Non fu cosa molto facile sbarcare perché il porto di Marsiglia era quasi impercorribile almeno dai mezzi navali più grandi perché ne impedivano il passaggio decine e decine di fumaioli che spuntavano dalla superficie dell’acqua come funghi mai raccolti. Era uno spettacolo impressionante soprattutto per il numero di ciminiere che indicavano con una certa verosimiglianza il numero di navi affondate, probabilmente dai tedeschi prima di abbandonare la base portuale che avrebbe dovuto servire da base logistica alla testa di ponte americana. Noi infatti per poter giungere a riva fummo costretti a fare un percorso molto simile ad una difficilissima gimcana, ma alla fine toccammo la fatidica terra.
Come eravamo giunti fin lì? Lasciammo l’Africa all’improvviso per un ordine preciso: ci caricarono sui camion e via dal campo di addestramento fino al porto di Algeri. Fummo imbarcati su una nave Liberty e in un convoglio composto da sei navi partimmo per la Francia.
Noi non sapevamo quale fosse la nostra destinazione ma non fu difficile capirlo da qualche indiscrezione colta a volo dall’equipaggio americano che trovammo, ormai, molto disponibile al dialogo.
Il viaggio non fu semplice, perché il Mediterraneo in quella occasione non fu molto generoso e in modo particolare quando entrammo nel golfo del Leone. Il mare era da burrasca e le navi danzavano come fuscelli, per cui spessissimo non riuscivamo a vedere la seconda nave del convoglio perché sembrava inghiottita da una voragine aperta nell’acqua profonda. Successivamente tornavamo a vederla soltanto in cima ad una muraglia di acqua che sembrava una immensa montagna.
Molti di noi cominciarono a soffrire il mal di mare e li vedevi come spettri scivolare silenziosi verso le paratie e da lì svuotare il sacco dopo orrende convulsioni. Io non ne soffrii molto, tranne che per uno stato di nausea che non riuscivo a smaltire ma che mi dava insieme un senso di squilibrio dovuto anche alle pendenze alternate, di qua o di là, della nave in sospensione ora in cima all’onda ora nel profondo abisso della stessa.
Dal comando della nave ci giungevano numerosi consigli sul come comportarci, sulla necessità di mangiare, escludendo bibite di qualsiasi genere, per avere sempre nello stomaco qualcosa da poter rimettere. In seguito, cambiando rotta e finalmente tagliando la direzione delle onde, subimmo soltanto uno dei malesseri principali ed il disagio diminuì considerevolmente, ma quando questo accadde eravamo quasi giunti a destinazione.
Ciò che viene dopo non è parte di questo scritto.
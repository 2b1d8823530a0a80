//! Tool registry for looking up and invoking handlers by name.

use std::collections::HashMap;
use std::sync::Arc;

use tokio::sync::RwLock;

use crate::store::JobStore;
use crate::tools::builtin::scheduling;
use crate::tools::tool::{Tool, ToolDefinition, ToolError, ToolOutput};

/// Registry of available tools.
pub struct ToolRegistry {
    tools: RwLock<HashMap<String, Arc<dyn Tool>>>,
}

impl ToolRegistry {
    /// Create a new empty registry.
    pub fn new() -> Self {
        Self {
            tools: RwLock::new(HashMap::new()),
        }
    }

    /// Register a tool, replacing any tool with the same name.
    pub async fn register(&self, tool: Arc<dyn Tool>) {
        let name = tool.name().to_string();
        if self.tools.write().await.insert(name.clone(), tool).is_some() {
            tracing::warn!(tool = %name, "Replaced existing tool registration");
        }
        tracing::debug!("Registered tool: {}", name);
    }

    /// Register a tool (sync version for startup).
    pub fn register_sync(&self, tool: Arc<dyn Tool>) {
        let name = tool.name().to_string();
        if let Ok(mut tools) = self.tools.try_write() {
            tools.insert(name.clone(), tool);
            tracing::debug!("Registered tool: {}", name);
        }
    }

    /// Register the scheduling tools against a store.
    pub fn register_scheduling_tools(&self, store: Arc<dyn JobStore>) {
        for tool in scheduling::all_tools(store) {
            self.register_sync(tool);
        }
    }

    /// Get a tool by name.
    pub async fn get(&self, name: &str) -> Option<Arc<dyn Tool>> {
        self.tools.read().await.get(name).cloned()
    }

    /// Check if a tool exists.
    pub async fn has(&self, name: &str) -> bool {
        self.tools.read().await.contains_key(name)
    }

    /// List all tool names, sorted.
    pub async fn list(&self) -> Vec<String> {
        let mut names: Vec<String> = self.tools.read().await.keys().cloned().collect();
        names.sort();
        names
    }

    /// Get the number of registered tools.
    pub fn count(&self) -> usize {
        self.tools.try_read().map(|t| t.len()).unwrap_or(0)
    }

    /// Definitions of every registered tool.
    pub async fn tool_definitions(&self) -> Vec<ToolDefinition> {
        self.tools
            .read()
            .await
            .values()
            .map(|tool| tool.definition())
            .collect()
    }

    /// Look up a tool and run it.
    pub async fn execute(
        &self,
        name: &str,
        params: serde_json::Value,
    ) -> Result<ToolOutput, ToolError> {
        let tool = self
            .get(name)
            .await
            .ok_or_else(|| ToolError::NotFound(format!("unknown tool '{name}'")))?;
        tool.execute(params).await
    }
}

impl Default for ToolRegistry {
    fn default() -> Self {
        Self::new()
    }
}
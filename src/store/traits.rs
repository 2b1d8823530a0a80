//! `JobStore` trait: the single async interface for job persistence.
//!
//! Every status-changing operation is conditional on the job's current
//! status and applied atomically. `Ok(None)` means the job is missing or in
//! the wrong state; `Err` is reserved for storage failures.

use async_trait::async_trait;
use chrono::{DateTime, Utc};
use uuid::Uuid;

use crate::error::DatabaseError;
use crate::jobs::{Job, JobStatus, JobUpdate, NewJob, QueueSummary};

/// Backend-agnostic job store.
#[async_trait]
pub trait JobStore: Send + Sync {
    /// Create the schema if it does not exist yet.
    async fn init_schema(&self) -> Result<(), DatabaseError>;

    /// Insert a new pending job with a fresh id and `attempt_count = 0`.
    async fn create(&self, job: &NewJob) -> Result<Job, DatabaseError>;

    /// Get a job by ID.
    async fn get(&self, id: Uuid) -> Result<Option<Job>, DatabaseError>;

    /// List jobs ascending by `scheduled_at`, optionally filtered by status.
    async fn list(&self, status: Option<JobStatus>, limit: usize)
    -> Result<Vec<Job>, DatabaseError>;

    /// Pending jobs with `scheduled_at <= now`, ascending by `scheduled_at`.
    async fn get_due(&self, now: DateTime<Utc>) -> Result<Vec<Job>, DatabaseError>;

    /// Apply the supplied fields to a pending job.
    async fn update(&self, id: Uuid, update: &JobUpdate) -> Result<Option<Job>, DatabaseError>;

    /// Move a pending job to a new time.
    async fn reschedule(
        &self,
        id: Uuid,
        scheduled_at: DateTime<Utc>,
    ) -> Result<Option<Job>, DatabaseError>;

    /// pending → cancelled.
    async fn cancel(&self, id: Uuid) -> Result<Option<Job>, DatabaseError>;

    /// pending → published. A second call for the same job is a no-op.
    async fn mark_published(
        &self,
        id: Uuid,
        external_ref: &str,
    ) -> Result<Option<Job>, DatabaseError>;

    /// pending → failed, recording the error and incrementing `attempt_count`.
    async fn mark_failed(&self, id: Uuid, error: &str) -> Result<Option<Job>, DatabaseError>;

    /// failed → pending. Clears the error; `scheduled_at` defaults to now + 5 minutes.
    async fn retry(
        &self,
        id: Uuid,
        scheduled_at: Option<DateTime<Utc>>,
    ) -> Result<Option<Job>, DatabaseError>;

    /// Counts by status, next due pending job, and most recent failure.
    async fn summary(&self) -> Result<QueueSummary, DatabaseError>;
}
//! Chat platform types

use serde::{Deserialize, Serialize};

/// One emoji's reaction tally on a message
#[derive(Debug, Clone, PartialEq, Eq, Serialize, Deserialize)]
pub struct Reaction {
    pub emoji: String,
    pub count: u32,
}

/// A message as seen when polling its reactions
#[derive(Debug, Clone, PartialEq, Eq, Serialize, Deserialize)]
pub struct ChatMessage {
    pub id: String,
    pub channel_id: String,
    pub reactions: Vec<Reaction>,
}

impl ChatMessage {
    /// Reaction count for `emoji`; an absent reaction counts as zero
    pub fn reaction_count(&self, emoji: &str) -> u32 {
        self.reactions
            .iter()
            .find(|r| r.emoji == emoji)
            .map(|r| r.count)
            .unwrap_or(0)
    }

    pub fn has_reaction(&self, emoji: &str) -> bool {
        self.reaction_count(emoji) > 0
    }
}
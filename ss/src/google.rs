//! Google Sheets API v4 backend
//!
//! Values are read with `FORMULA` rendering so date formulas come back as
//! their source text, and written with `USER_ENTERED` so formulas are
//! evaluated by the sheet. Every other non-empty cell is sent with a leading
//! `'` so the sheet keeps it as text instead of parsing numbers, booleans or
//! dates out of it; the quote is not part of the stored value and does not
//! come back on read.

use std::time::Duration;

use async_trait::async_trait;
use reqwest::{Client, RequestBuilder, Url};
use serde::Deserialize;
use serde_json::Value;
use tracing::{debug, warn};

use super::{Row, SheetError, Sheets, row_range};

/// Maximum number of retries for transient errors
const MAX_RETRIES: u32 = 3;

/// Initial backoff delay for retries
const INITIAL_BACKOFF_MS: u64 = 1000;

/// Check if an HTTP status code is retryable
fn is_retryable_status(status: u16) -> bool {
    matches!(status, 408 | 429 | 500 | 502 | 503 | 504)
}

/// Connection settings for a spreadsheet
#[derive(Debug, Clone)]
pub struct GoogleSheetsConfig {
    /// Spreadsheet ID (from the sheet URL)
    pub spreadsheet_id: String,

    /// OAuth2 bearer token with the spreadsheets scope
    pub access_token: String,

    /// API base URL, e.g. `https://sheets.googleapis.com/v4`
    pub base_url: String,

    /// Per-request timeout
    pub timeout: Duration,
}

/// Response body of `values.get`
#[derive(Debug, Deserialize)]
struct ValueRange {
    #[serde(default)]
    values: Vec<Vec<Value>>,
}

/// Google Sheets client
pub struct GoogleSheets {
    config: GoogleSheetsConfig,
    http: Client,
}

impl GoogleSheets {
    /// Create a new client
    pub fn new(config: GoogleSheetsConfig) -> Result<Self, SheetError> {
        debug!(spreadsheet_id = %config.spreadsheet_id, base_url = %config.base_url, "GoogleSheets::new: called");
        if config.access_token.is_empty() {
            return Err(SheetError::Credentials("Google Sheets access token is empty".to_string()));
        }
        let http = Client::builder().timeout(config.timeout).build()?;
        Ok(Self { config, http })
    }

    /// Build `{base}/spreadsheets/{id}/values/{segment}` with each part percent-encoded
    fn values_url(&self, segment: &str) -> Result<Url, SheetError> {
        let mut url = Url::parse(&self.config.base_url).map_err(|e| SheetError::Api {
            status: 0,
            message: format!("Invalid base URL '{}': {}", self.config.base_url, e),
        })?;
        url.path_segments_mut()
            .map_err(|_| SheetError::Api {
                status: 0,
                message: format!("Base URL cannot be a base: {}", self.config.base_url),
            })?
            .pop_if_empty()
            .push("spreadsheets")
            .push(&self.config.spreadsheet_id)
            .push("values")
            .push(segment);
        Ok(url)
    }

    /// `values.append` URL; OVERWRITE writes below the last row instead of inserting, so row numbers never shift
    fn append_url(&self, sheet: &str) -> Result<Url, SheetError> {
        let mut url = self.values_url(&format!("{}:append", quoted(sheet)))?;
        url.query_pairs_mut()
            .append_pair("valueInputOption", "USER_ENTERED")
            .append_pair("insertDataOption", "OVERWRITE");
        Ok(url)
    }

    /// Send a request, retrying transient failures with exponential backoff
    async fn send<F>(&self, build: F) -> Result<reqwest::Response, SheetError>
    where
        F: Fn() -> RequestBuilder,
    {
        let mut attempt = 0;
        loop {
            let response = build().bearer_auth(&self.config.access_token).send().await?;
            let status = response.status().as_u16();

            if response.status().is_success() {
                return Ok(response);
            }

            if is_retryable_status(status) && attempt < MAX_RETRIES {
                let backoff = Duration::from_millis(INITIAL_BACKOFF_MS * 2u64.pow(attempt));
                warn!(status, attempt, ?backoff, "Sheets API transient error, retrying");
                tokio::time::sleep(backoff).await;
                attempt += 1;
                continue;
            }

            let message = response.text().await.unwrap_or_default();
            debug!(status, %message, "send: API error");
            return Err(SheetError::Api { status, message });
        }
    }
}

/// Render a cell as the string the sheet would display in formula mode
fn cell_to_string(value: &Value) -> String {
    match value {
        Value::String(s) => s.clone(),
        Value::Null => String::new(),
        other => other.to_string(),
    }
}

/// Cell as sent under `USER_ENTERED`: formulas as-is, anything else forced to text
fn input_cell(cell: &str) -> String {
    if cell.is_empty() || cell.starts_with('=') {
        cell.to_string()
    } else {
        format!("'{}", cell)
    }
}

fn input_row(row: &[String]) -> Vec<String> {
    row.iter().map(|c| input_cell(c)).collect()
}

fn quoted(sheet: &str) -> String {
    format!("'{}'", sheet.replace('\'', "''"))
}

#[async_trait]
impl Sheets for GoogleSheets {
    async fn read(&self, sheet: &str) -> Result<Vec<Row>, SheetError> {
        debug!(%sheet, "GoogleSheets::read: called");
        let mut url = self.values_url(&quoted(sheet))?;
        url.query_pairs_mut().append_pair("valueRenderOption", "FORMULA");

        let response = self.send(|| self.http.get(url.clone())).await?;
        let body: ValueRange = response.json().await?;

        let rows: Vec<Row> = body
            .values
            .iter()
            .map(|row| row.iter().map(cell_to_string).collect())
            .collect();
        debug!(%sheet, rows = rows.len(), "GoogleSheets::read: done");
        Ok(rows)
    }

    async fn append(&self, sheet: &str, row: Row) -> Result<(), SheetError> {
        debug!(%sheet, cells = row.len(), "GoogleSheets::append: called");
        let url = self.append_url(sheet)?;
        let body = serde_json::json!({
            "majorDimension": "ROWS",
            "values": [input_row(&row)],
        });
        self.send(|| self.http.post(url.clone()).json(&body)).await?;
        Ok(())
    }

    async fn write_row(&self, sheet: &str, row_number: usize, row: Row) -> Result<(), SheetError> {
        debug!(%sheet, row_number, "GoogleSheets::write_row: called");
        if row_number == 0 {
            return Err(SheetError::RowOutOfRange {
                sheet: sheet.to_string(),
                row: row_number,
            });
        }
        let range = row_range(sheet, row_number);
        let mut url = self.values_url(&range)?;
        url.query_pairs_mut().append_pair("valueInputOption", "USER_ENTERED");

        let body = serde_json::json!({
            "range": range,
            "majorDimension": "ROWS",
            "values": [input_row(&row)],
        });
        self.send(|| self.http.put(url.clone()).json(&body)).await?;
        Ok(())
    }

    async fn clear_row(&self, sheet: &str, row_number: usize) -> Result<(), SheetError> {
        debug!(%sheet, row_number, "GoogleSheets::clear_row: called");
        if row_number == 0 {
            return Err(SheetError::RowOutOfRange {
                sheet: sheet.to_string(),
                row: row_number,
            });
        }
        let url = self.values_url(&format!("{}:clear", row_range(sheet, row_number)))?;
        self.send(|| self.http.post(url.clone()).json(&serde_json::json!({}))).await?;
        Ok(())
    }
}

#[cfg(test)]
mod tests {
    use super::*;

    fn client() -> GoogleSheets {
        GoogleSheets::new(GoogleSheetsConfig {
            spreadsheet_id: "sheet123".to_string(),
            access_token: "token".to_string(),
            base_url: "https://sheets.googleapis.com/v4".to_string(),
            timeout: Duration::from_secs(5),
        })
        .unwrap()
    }

    #[test]
    fn test_empty_token_rejected() {
        let result = GoogleSheets::new(GoogleSheetsConfig {
            spreadsheet_id: "sheet123".to_string(),
            access_token: String::new(),
            base_url: "https://sheets.googleapis.com/v4".to_string(),
            timeout: Duration::from_secs(5),
        });
        assert!(matches!(result, Err(SheetError::Credentials(_))));
    }

    #[test]
    fn test_values_url_encodes_sheet_name() {
        let url = client().values_url(&quoted("Denied/Postponed")).unwrap();
        assert_eq!(
            url.as_str(),
            "https://sheets.googleapis.com/v4/spreadsheets/sheet123/values/'Denied%2FPostponed'"
        );
    }

    #[test]
    fn test_append_url_overwrites() {
        let url = client().append_url("Approved").unwrap();
        assert_eq!(url.path(), "/v4/spreadsheets/sheet123/values/'Approved':append");
        assert_eq!(
            url.query(),
            Some("valueInputOption=USER_ENTERED&insertDataOption=OVERWRITE")
        );
    }

    #[test]
    fn test_cell_to_string() {
        assert_eq!(cell_to_string(&serde_json::json!("abc")), "abc");
        assert_eq!(cell_to_string(&serde_json::json!(3)), "3");
        assert_eq!(cell_to_string(&serde_json::json!(true)), "true");
        assert_eq!(cell_to_string(&Value::Null), "");
    }

    #[test]
    fn test_input_cells_forced_to_text() {
        assert_eq!(input_cell("=1/1000 + DATE(1970,1,1)"), "=1/1000 + DATE(1970,1,1)");
        assert_eq!(input_cell(""), "");
        assert_eq!(input_cell("0012"), "'0012");
        assert_eq!(input_cell("TRUE"), "'TRUE");
        assert_eq!(input_cell("'=x"), "''=x");
    }

    #[test]
    fn test_retryable_status() {
        assert!(is_retryable_status(429));
        assert!(is_retryable_status(503));
        assert!(!is_retryable_status(400));
        assert!(!is_retryable_status(404));
    }
}
//! Development types and their vote lengths

use serde::{Deserialize, Serialize};

/// Kind of development being proposed
#[derive(Debug, Clone, Copy, PartialEq, Eq, Hash, Serialize, Deserialize)]
#[serde(rename_all = "lowercase")]
pub enum DevType {
    Town,
    Rail,
    Misc,
    Airport,
    Road,
}

impl DevType {
    pub const ALL: [DevType; 5] = [
        DevType::Airport,
        DevType::Misc,
        DevType::Rail,
        DevType::Town,
        DevType::Road,
    ];

    /// Base vote duration in hours (first deadline, and the basis for extensions)
    pub fn base_hours(&self) -> f64 {
        match self {
            Self::Airport => 72.0,
            Self::Town | Self::Rail | Self::Misc | Self::Road => 24.0,
        }
    }

    /// Label shown in the vote announcement and stored in the `type` column
    pub fn display_value(&self) -> &'static str {
        match self {
            Self::Airport => "Airport ✈️",
            Self::Misc => "Miscellaneous",
            Self::Rail => "Rail 🚆",
            Self::Town => "Town 🏘",
            Self::Road => "Road 🛣️",
        }
    }

    pub fn as_str(&self) -> &'static str {
        match self {
            Self::Town => "town",
            Self::Rail => "rail",
            Self::Misc => "misc",
            Self::Airport => "airport",
            Self::Road => "road",
        }
    }
}

impl std::fmt::Display for DevType {
    fn fmt(&self, f: &mut std::fmt::Formatter<'_>) -> std::fmt::Result {
        write!(f, "{}", self.as_str())
    }
}

impl std::str::FromStr for DevType {
    type Err = String;

    fn from_str(s: &str) -> Result<Self, Self::Err> {
        let lower = s.to_lowercase();
        Self::ALL
            .into_iter()
            .find(|t| t.as_str() == lower)
            .ok_or_else(|| format!("Unknown development type: {}. Use: town, rail, road, airport, or misc", s))
    }
}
Toccammo finalmente terra: non era certamente l’Italia, ma ormai eravamo molto vicini alla nostra Patria. Ne sentivamo l’odore ed era inebriante, le nostre condizioni giuridiche erano cambiate ed il pensiero del futuro cominciava ad essere meno pessimista anche perché, in definitiva, le sorti della guerra si delineavano con contorni meno foschi e più prossime alla fine.
Eravamo quasi sereni, ma non lo erano i nostri cugini francesi che cominciarono a starnazzare come polli spennati quando ci videro sbarcare con le armi. Certamente non potevano sapere che senza munizionamento non avremmo potuto usarle neppure per fare le bolle di sapone! I francesi non potevano dimenticare che gli italiani li avevano colpiti alle spalle quando stavano esercitando il loro sforzo maggiore contro la Germania e pertanto fecero di tutto perché fossimo disarmati. Ottennero quello che desideravano, e per noi fu un vero piacere esserci liberati da un fastidioso oggetto da portare a spasso solo per l’apparenza.
Così, dopo alcuni giorni di sosta nelle vicinanze di Marsiglia partimmo per altra destinazione. Tuttavia fu una parentesi piacevole, visto che un gruppetto di noi ebbe modo di incontrare famiglie italiane che si erano stabilite in quella zona e che ci accolsero con grandissima gioia. Fu come se fossimo in terra italiana e finalmente ci sentimmo veramente felici.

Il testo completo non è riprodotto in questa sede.